Take the records below and set them down exactly, so that every line matches the original.

### Extracted data
____________

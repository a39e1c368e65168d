//! Scripted in-memory catalog site for driving the pipeline in tests.

use async_trait::async_trait;
use serde_json::{Map, Value};
use std::collections::{HashMap, HashSet};
use std::sync::{Mutex, MutexGuard};
use std::time::Duration;

use crate::browser::locator::{KeyChord, Locator, WaitCondition, WindowHandle};
use crate::browser::session::BrowserSession;
use crate::config::Selectors;
use crate::error::{CrawlError, Result};

pub(crate) const BASE_URL: &str = "https://shop.test/";

#[derive(Debug, Clone, Default)]
pub(crate) struct FakeItem {
    pub image: Option<String>,
    pub texts: HashMap<Locator, String>,
    pub breadcrumbs: Vec<String>,
    pub phone: Option<String>,
    pub has_chat: bool,
}

impl FakeItem {
    /// An item whose detail page has every field.
    pub fn complete(n: usize) -> Self {
        let selectors = Selectors::default();
        let mut texts = HashMap::new();
        texts.insert(selectors.product_name, format!("Product {}", n));
        texts.insert(selectors.seller_name, format!("Seller {}", n));
        texts.insert(selectors.location, "استان فارس - شهر کازرون".to_string());
        texts.insert(selectors.price, format!("{}000 Toman", n));
        texts.insert(selectors.description, format!("Description of product {}", n));

        Self {
            image: Some(format!("https://cdn.shop.test/{}.jpg", n)),
            texts,
            breadcrumbs: vec!["Livestock".to_string(), "Cattle".to_string()],
            phone: None,
            has_chat: true,
        }
    }

    pub fn without(mut self, locator: &Locator) -> Self {
        self.texts.remove(locator);
        self
    }

    pub fn with_text(mut self, locator: &Locator, text: &str) -> Self {
        self.texts.insert(locator.clone(), text.to_string());
        self
    }

    pub fn with_breadcrumbs(mut self, crumbs: Vec<&str>) -> Self {
        self.breadcrumbs = crumbs.into_iter().map(String::from).collect();
        self
    }

    pub fn with_phone(mut self, phone: &str) -> Self {
        self.phone = Some(phone.to_string());
        self
    }

    pub fn without_image(mut self) -> Self {
        self.image = None;
        self
    }

    pub fn without_chat(mut self) -> Self {
        self.has_chat = false;
        self
    }
}

#[derive(Debug, Clone)]
pub(crate) struct FakeCategory {
    pub name: String,
    pub items: Vec<FakeItem>,
    /// Item count returned by successive listing queries; the last one repeats.
    pub reveal: Vec<usize>,
}

#[derive(Debug, Clone, Default)]
pub(crate) struct FakeCatalog {
    pub categories: Vec<FakeCategory>,
    pub source: String,
    pub opens_new_tab: bool,
    pub has_newest_filter: bool,
}

impl FakeCatalog {
    pub fn new() -> Self {
        Self {
            categories: Vec::new(),
            source: "<html><body>catalog</body></html>".to_string(),
            opens_new_tab: false,
            has_newest_filter: true,
        }
    }

    pub fn category(mut self, name: &str, items: Vec<FakeItem>, reveal: Vec<usize>) -> Self {
        self.categories.push(FakeCategory {
            name: name.to_string(),
            items,
            reveal,
        });
        self
    }

    pub fn with_source(mut self, source: &str) -> Self {
        self.source = source.to_string();
        self
    }

    pub fn opening_new_tabs(mut self) -> Self {
        self.opens_new_tab = true;
        self
    }
}

#[derive(Debug, Clone, Copy, PartialEq, Eq)]
pub(crate) enum View {
    Blank,
    Home,
    Listing(usize),
    Detail(usize, usize),
}

#[derive(Debug, Clone)]
pub(crate) struct Tab {
    pub handle: WindowHandle,
    pub view: View,
    pub history: Vec<View>,
}

#[derive(Debug)]
pub(crate) struct FakeState {
    pub catalog: FakeCatalog,
    pub selectors: Selectors,
    pub tabs: Vec<Tab>,
    pub current: usize,
    next_handle: usize,
    /// Listing queries issued per category.
    pub listing_queries: HashMap<usize, usize>,
    /// `(locator, index)` clicks that fail as stale this many more times.
    pub stale_clicks: HashMap<(String, usize), u32>,
    pub failing_cookies: HashSet<String>,
    /// Upcoming `close_window` / `switch_to` calls that fail.
    pub failing_closes: u32,
    pub failing_switches: u32,
    pub phone_revealed: bool,
    pub chat_open: bool,
    pub navigations: Vec<String>,
    pub clicks: Vec<String>,
    pub typed: Vec<String>,
    pub chords: Vec<KeyChord>,
    pub cookies: Vec<String>,
    pub opened_details: Vec<(usize, usize)>,
    pub reloads: usize,
    pub scrolls: usize,
    pub closed_windows: usize,
    pub quit: bool,
}

pub(crate) struct FakeSession {
    state: Mutex<FakeState>,
}

impl FakeSession {
    pub fn new(catalog: FakeCatalog) -> Self {
        Self {
            state: Mutex::new(FakeState {
                catalog,
                selectors: Selectors::default(),
                tabs: vec![Tab {
                    handle: WindowHandle("tab-0".to_string()),
                    view: View::Blank,
                    history: Vec::new(),
                }],
                current: 0,
                next_handle: 1,
                listing_queries: HashMap::new(),
                stale_clicks: HashMap::new(),
                failing_cookies: HashSet::new(),
                failing_closes: 0,
                failing_switches: 0,
                phone_revealed: false,
                chat_open: false,
                navigations: Vec::new(),
                clicks: Vec::new(),
                typed: Vec::new(),
                chords: Vec::new(),
                cookies: Vec::new(),
                opened_details: Vec::new(),
                reloads: 0,
                scrolls: 0,
                closed_windows: 0,
                quit: false,
            }),
        }
    }

    /// A session already showing the detail page of item `item` in `category`.
    pub fn on_detail(catalog: FakeCatalog, category: usize, item: usize) -> Self {
        let session = Self::new(catalog);
        session.state().tabs[0].view = View::Detail(category, item);
        session
    }

    pub fn state(&self) -> MutexGuard<'_, FakeState> {
        self.state.lock().unwrap()
    }

    pub fn fail_click_as_stale(&self, locator: &Locator, index: usize, times: u32) {
        self.state().stale_clicks.insert((locator.to_string(), index), times);
    }

    pub fn fail_closes(&self, times: u32) {
        self.state().failing_closes = times;
    }

    pub fn fail_switches(&self, times: u32) {
        self.state().failing_switches = times;
    }

    pub fn fail_cookie(&self, name: &str) {
        self.state().failing_cookies.insert(name.to_string());
    }
}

____________

### Output for this task
repository a39e1c368e65168d
//! Scripted in-memory catalog site for driving the pipeline in tests.

use async_trait::async_trait;
use serde_json::{Map, Value};
use std::collections::{HashMap, HashSet};
use std::sync::{Mutex, MutexGuard};
use std::time::Duration;

use crate::browser::locator::{KeyChord, Locator, WaitCondition, WindowHandle};
use crate::browser::session::BrowserSession;
use crate::config::Selectors;
use crate::error::{CrawlError, Result};

pub(crate) const BASE_URL: &str = "https://shop.test/";

#[derive(Debug, Clone, Default)]
pub(crate) struct FakeItem {
    pub image: Option<String>,
    pub texts: HashMap<Locator, String>,
    pub breadcrumbs: Vec<String>,
    pub phone: Option<String>,
    pub has_chat: bool,
}

impl FakeItem {
    /// An item whose detail page has every field.
    pub fn complete(n: usize) -> Self {
        let selectors = Selectors::default();
        let mut texts = HashMap::new();
        texts.insert(selectors.product_name, format!("Product {}", n));
        texts.insert(selectors.seller_name, format!("Seller {}", n));
        texts.insert(selectors.location, "استان فارس - شهر کازرون".to_string());
        texts.insert(selectors.price, format!("{}000 Toman", n));
        texts.insert(selectors.description, format!("Description of product {}", n));

        Self {
            image: Some(format!("https://cdn.shop.test/{}.jpg", n)),
            texts,
            breadcrumbs: vec!["Livestock".to_string(), "Cattle".to_string()],
            phone: None,
            has_chat: true,
        }
    }

    pub fn without(mut self, locator: &Locator) -> Self {
        self.texts.remove(locator);
        self
    }

    pub fn with_text(mut self, locator: &Locator, text: &str) -> Self {
        self.texts.insert(locator.clone(), text.to_string());
        self
    }

    pub fn with_breadcrumbs(mut self, crumbs: Vec<&str>) -> Self {
        self.breadcrumbs = crumbs.into_iter().map(String::from).collect();
        self
    }

    pub fn with_phone(mut self, phone: &str) -> Self {
        self.phone = Some(phone.to_string());
        self
    }

    pub fn without_image(mut self) -> Self {
        self.image = None;
        self
    }

    pub fn without_chat(mut self) -> Self {
        self.has_chat = false;
        self
    }
}

#[derive(Debug, Clone)]
pub(crate) struct FakeCategory {
    pub name: String,
    pub items: Vec<FakeItem>,
    /// Item count returned by successive listing queries; the last one repeats.
    pub reveal: Vec<usize>,
}

#[derive(Debug, Clone, Default)]
pub(crate) struct FakeCatalog {
    pub categories: Vec<FakeCategory>,
    pub source: String,
    pub opens_new_tab: bool,
    pub has_newest_filter: bool,
}

impl FakeCatalog {
    pub fn new() -> Self {
        Self {
            categories: Vec::new(),
            source: "<html><body>catalog</body></html>".to_string(),
            opens_new_tab: false,
            has_newest_filter: true,
        }
    }

    pub fn category(mut self, name: &str, items: Vec<FakeItem>, reveal: Vec<usize>) -> Self {
        self.categories.push(FakeCategory {
            name: name.to_string(),
            items,
            reveal,
        });
        self
    }

    pub fn with_source(mut self, source: &str) -> Self {
        self.source = source.to_string();
        self
    }

    pub fn opening_new_tabs(mut self) -> Self {
        self.opens_new_tab = true;
        self
    }
}

#[derive(Debug, Clone, Copy, PartialEq, Eq)]
pub(crate) enum View {
    Blank,
    Home,
    Listing(usize),
    Detail(usize, usize),
}

#[derive(Debug, Clone)]
pub(crate) struct Tab {
    pub handle: WindowHandle,
    pub view: View,
    pub history: Vec<View>,
}

#[derive(Debug)]
pub(crate) struct FakeState {
    pub catalog: FakeCatalog,
    pub selectors: Selectors,
    pub tabs: Vec<Tab>,
    pub current: usize,
    next_handle: usize,
    /// Listing queries issued per category.
    pub listing_queries: HashMap<usize, usize>,
    /// `(locator, index)` clicks that fail as stale this many more times.
    pub stale_clicks: HashMap<(String, usize), u32>,
    pub failing_cookies: HashSet<String>,
    /// Upcoming `close_window` / `switch_to` calls that fail.
    pub failing_closes: u32,
    pub failing_switches: u32,
    pub phone_revealed: bool,
    pub chat_open: bool,
    pub navigations: Vec<String>,
    pub clicks: Vec<String>,
    pub typed: Vec<String>,
    pub chords: Vec<KeyChord>,
    pub cookies: Vec<String>,
    pub opened_details: Vec<(usize, usize)>,
    pub reloads: usize,
    pub scrolls: usize,
    pub closed_windows: usize,
    pub quit: bool,
}

pub(crate) struct FakeSession {
    state: Mutex<FakeState>,
}

impl FakeSession {
    pub fn new(catalog: FakeCatalog) -> Self {
        Self {
            state: Mutex::new(FakeState {
                catalog,
                selectors: Selectors::default(),
                tabs: vec![Tab {
                    handle: WindowHandle("tab-0".to_string()),
                    view: View::Blank,
                    history: Vec::new(),
                }],
                current: 0,
                next_handle: 1,
                listing_queries: HashMap::new(),
                stale_clicks: HashMap::new(),
                failing_cookies: HashSet::new(),
                failing_closes: 0,
                failing_switches: 0,
                phone_revealed: false,
                chat_open: false,
                navigations: Vec::new(),
                clicks: Vec::new(),
                typed: Vec::new(),
                chords: Vec::new(),
                cookies: Vec::new(),
                opened_details: Vec::new(),
                reloads: 0,
                scrolls: 0,
                closed_windows: 0,
                quit: false,
            }),
        }
    }

    /// A session already showing the detail page of item `item` in `category`.
    pub fn on_detail(catalog: FakeCatalog, category: usize, item: usize) -> Self {
        let session = Self::new(catalog);
        session.state().tabs[0].view = View::Detail(category, item);
        session
    }

    pub fn state(&self) -> MutexGuard<'_, FakeState> {
        self.state.lock().unwrap()
    }

    pub fn fail_click_as_stale(&self, locator: &Locator, index: usize, times: u32) {
        self.state().stale_clicks.insert((locator.to_string(), index), times);
    }

    pub fn fail_closes(&self, times: u32) {
        self.state().failing_closes = times;
    }

    pub fn fail_switches(&self, times: u32) {
        self.state().failing_switches = times;
    }

    pub fn fail_cookie(&self, name: &str) {
        self.state().failing_cookies.insert(name.to_string());
    }
}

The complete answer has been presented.